[DATA FOR THIS EXERCISE — start]

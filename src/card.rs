//! Authoring-side data model.
//!
//! A `Card` is one author-defined shape/effect unit: base geometry (a literal
//! point list or a builder script), zero or more nested shape levels, display
//! actions, controller scripts, visual initializers, growth settings and a
//! lifecycle cycle. The editor layer hands the engine a `SceneDesc` as one
//! JSON document; these types are its wire format.
//!
//! Vectors are `[f32; 3]` on the wire and converted to `glam::Vec3` at use
//! sites.

use glam::Vec3;
use serde::{Deserialize, Serialize};

/// Stable identifier for a card, assigned by the editor.
#[derive(Debug, Clone, Copy, PartialEq, Eq, Hash, PartialOrd, Ord, Serialize, Deserialize)]
#[serde(transparent)]
pub struct CardId(pub u64);

/// The whole scene as handed over by the authoring layer.
#[derive(Debug, Clone, Default, Deserialize, Serialize)]
#[serde(rename_all = "camelCase")]
pub struct SceneDesc {
    #[serde(default)]
    pub cards: Vec<Card>,
    /// Global variable/constant declarations, resolved once per tick into a
    /// flat name → value scope passed to every script.
    #[serde(default)]
    pub variables: Vec<VarDecl>,
}

/// One author-defined shape/effect unit.
#[derive(Debug, Clone, Deserialize, Serialize)]
#[serde(rename_all = "camelCase")]
pub struct Card {
    pub id: CardId,
    #[serde(default)]
    pub name: String,
    pub geometry: Geometry,
    /// Nested shape levels, cross-multiplied with the parent geometry.
    #[serde(default)]
    pub levels: Vec<ShapeLevel>,
    /// Display actions applied to the root (anchor) points.
    #[serde(default)]
    pub actions: Vec<DisplayAction>,
    /// Controller scripts, run in declared order after the initializers.
    #[serde(default)]
    pub controllers: Vec<ControllerScript>,
    /// Static visual initializers (color/size/alpha expressions).
    #[serde(default)]
    pub visuals: Vec<VisualInit>,
    #[serde(default)]
    pub growth: GrowthConfig,
    /// N-fold angular repetition of the whole shape.
    #[serde(default)]
    pub angle_repeat: Option<AngleRepeat>,
    #[serde(default)]
    pub cycle: CycleConfig,
    /// Tick offset of this card's cycle relative to the global clock.
    #[serde(default)]
    pub birth_offset: i64,
    /// Sequenced cards reveal whole shape instances in order; non-sequenced
    /// cards show every instance immediately (absent growth sources).
    #[serde(default)]
    pub sequenced: bool,
    /// Initial axis for the transform pipeline.
    #[serde(default = "default_axis")]
    pub axis: [f32; 3],
}

fn default_axis() -> [f32; 3] {
    [0.0, 1.0, 0.0]
}

impl Card {
    pub fn axis_vec(&self) -> Vec3 {
        let v = Vec3::from_array(self.axis);
        v.try_normalize().unwrap_or(Vec3::Y)
    }
}

/// One nested shape level.
#[derive(Debug, Clone, Deserialize, Serialize)]
#[serde(rename_all = "camelCase")]
pub struct ShapeLevel {
    pub geometry: Geometry,
    #[serde(default)]
    pub actions: Vec<DisplayAction>,
    /// Sequenced levels reveal their points in index order.
    #[serde(default)]
    pub sequenced: bool,
    /// Growth sources contributed to the owning card's local plan.
    #[serde(default)]
    pub growth: GrowthSettings,
}

/// Base geometry of a card or level.
#[derive(Debug, Clone, Deserialize, Serialize)]
#[serde(tag = "kind", rename_all = "camelCase")]
pub enum Geometry {
    /// A single literal point.
    Point { position: [f32; 3] },
    /// A literal point list.
    Points { positions: Vec<[f32; 3]> },
    /// A builder script evaluated once per index, returning each point.
    Builder { script: String, count: u32 },
}

impl Geometry {
    /// Number of points this geometry yields (builder scripts may still
    /// produce fewer if they fail to compile).
    pub fn declared_count(&self) -> usize {
        match self {
            Geometry::Point { .. } => 1,
            Geometry::Points { positions } => positions.len(),
            Geometry::Builder { count, .. } => *count as usize,
        }
    }
}

/// One display action in a card's or level's ordered action list.
///
/// `dir` and `rate` are author-facing string expressions; compile-time
/// constants are folded into native operations during normalization.
#[derive(Debug, Clone, Deserialize, Serialize)]
#[serde(tag = "kind", rename_all = "camelCase")]
pub enum DisplayAction {
    /// Rotate so the current axis maps onto `dir`.
    Orient { dir: String },
    /// Rotate about the current axis at `rate` radians per tick, optionally
    /// gated by a boolean condition.
    Spin {
        rate: String,
        #[serde(default)]
        cond: Option<String>,
    },
    /// Orient onto `dir`, then keep spinning about it.
    OrientSpin { dir: String, rate: String },
    /// Arbitrary scripted mutation.
    Script { source: String },
}

/// A controller script; order in the vec is execution order.
#[derive(Debug, Clone, Deserialize, Serialize)]
#[serde(rename_all = "camelCase")]
pub struct ControllerScript {
    pub source: String,
}

/// A static visual initializer expression.
#[derive(Debug, Clone, Deserialize, Serialize)]
#[serde(rename_all = "camelCase")]
pub struct VisualInit {
    pub attr: VisualAttr,
    pub expr: String,
}

#[derive(Debug, Clone, Copy, PartialEq, Eq, Hash, Deserialize, Serialize)]
#[serde(rename_all = "camelCase")]
pub enum VisualAttr {
    Color,
    Size,
    Alpha,
}

/// Growth configuration: a global plan (gating whole shape instances) and a
/// local plan (gating points within one instance).
#[derive(Debug, Clone, Default, Deserialize, Serialize)]
#[serde(rename_all = "camelCase")]
pub struct GrowthConfig {
    #[serde(default)]
    pub global: GrowthSettings,
    #[serde(default)]
    pub local: GrowthSettings,
}

/// Growth sources for one plan.
#[derive(Debug, Clone, Default, Deserialize, Serialize)]
#[serde(rename_all = "camelCase")]
pub struct GrowthSettings {
    /// Declarative count curve: the visible limit at a tick is the sum of
    /// counts whose condition holds.
    #[serde(default)]
    pub curve: Vec<CountCurveEntry>,
    /// Scripted growth: walked tick by tick, accumulating `grow()` /
    /// `grow_by(n)` calls.
    #[serde(default)]
    pub script: Option<String>,
    #[serde(default)]
    pub combine: GrowthCombine,
}

impl GrowthSettings {
    pub fn is_empty(&self) -> bool {
        self.curve.is_empty() && self.script.is_none()
    }
}

/// One declarative count-curve entry.
#[derive(Debug, Clone, Deserialize, Serialize)]
#[serde(rename_all = "camelCase")]
pub struct CountCurveEntry {
    /// Boolean condition expression, evaluated in the sandbox.
    pub cond: String,
    pub count: u32,
}

/// How curve and scripted growth values combine when both are present.
#[derive(Debug, Clone, Copy, Default, PartialEq, Eq, Deserialize, Serialize)]
#[serde(rename_all = "camelCase")]
pub enum GrowthCombine {
    #[default]
    Add,
    Min,
}

/// N-fold angular repetition config.
#[derive(Debug, Clone, Deserialize, Serialize)]
#[serde(rename_all = "camelCase")]
pub struct AngleRepeat {
    pub count: u32,
    #[serde(default = "default_axis")]
    pub axis: [f32; 3],
}

impl AngleRepeat {
    pub fn axis_vec(&self) -> Vec3 {
        let v = Vec3::from_array(self.axis);
        v.try_normalize().unwrap_or(Vec3::Y)
    }
}

/// Lifecycle cycle lengths in ticks. `fade` may be zero; everything else is
/// clamped to safe bounds when resolved (see `timeline`).
#[derive(Debug, Clone, Copy, Deserialize, Serialize)]
#[serde(rename_all = "camelCase")]
pub struct CycleConfig {
    pub appear: i64,
    pub live: i64,
    #[serde(default)]
    pub fade: i64,
}

impl Default for CycleConfig {
    fn default() -> Self {
        Self {
            appear: 1,
            live: 60,
            fade: 0,
        }
    }
}

/// A typed global variable declaration.
#[derive(Debug, Clone, Deserialize, Serialize)]
#[serde(rename_all = "camelCase")]
pub struct VarDecl {
    pub name: String,
    pub value: VarValue,
}

/// Typed variable values the authoring layer can declare.
#[derive(Debug, Clone, Deserialize, Serialize)]
#[serde(tag = "type", content = "value", rename_all = "camelCase")]
pub enum VarValue {
    Number(f32),
    Bool(bool),
    Vector([f32; 3]),
    Text(String),
}

#[cfg(test)]
mod tests {
    use super::*;

    #[test]
    fn test_scene_desc_from_json() {
        let json = r#"{
            "cards": [{
                "id": 1,
                "name": "ring",
                "geometry": { "kind": "points", "positions": [[0,0,0],[1,0,0]] },
                "actions": [{ "kind": "spin", "rate": "0.1" }],
                "cycle": { "appear": 5, "live": 10, "fade": 3 },
                "sequenced": true
            }],
            "variables": [
                { "name": "speed", "value": { "type": "number", "value": 2.5 } },
                { "name": "up", "value": { "type": "vector", "value": [0,1,0] } }
            ]
        }"#;

        let scene: SceneDesc = serde_json::from_str(json).unwrap();
        assert_eq!(scene.cards.len(), 1);
        let card = &scene.cards[0];
        assert_eq!(card.id, CardId(1));
        assert_eq!(card.geometry.declared_count(), 2);
        assert!(card.sequenced);
        assert_eq!(card.cycle.fade, 3);
        assert_eq!(scene.variables.len(), 2);
    }

    #[test]
    fn test_defaults() {
        let json = r#"{
            "id": 7,
            "geometry": { "kind": "point", "position": [0,0,0] }
        }"#;
        let card: Card = serde_json::from_str(json).unwrap();
        assert!(card.levels.is_empty());
        assert!(card.controllers.is_empty());
        assert!(!card.sequenced);
        assert_eq!(card.birth_offset, 0);
        assert_eq!(card.axis_vec(), Vec3::Y);
        assert!(card.growth.global.is_empty());
        assert!(card.growth.local.is_empty());
    }

    #[test]
    fn test_builder_geometry_declared_count() {
        let geo = Geometry::Builder {
            script: "vec3(index, 0, 0)".to_string(),
            count: 12,
        };
        assert_eq!(geo.declared_count(), 12);
    }
}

[DATA FOR THIS EXERCISE — finish]

#### [TASK PROMPT]
All lines in the preceding records that hold the word "when" need to be copied.

#### [TASK SOLUTION]
/// How curve and scripted growth values combine when both are present.
/// clamped to safe bounds when resolved (see `timeline`).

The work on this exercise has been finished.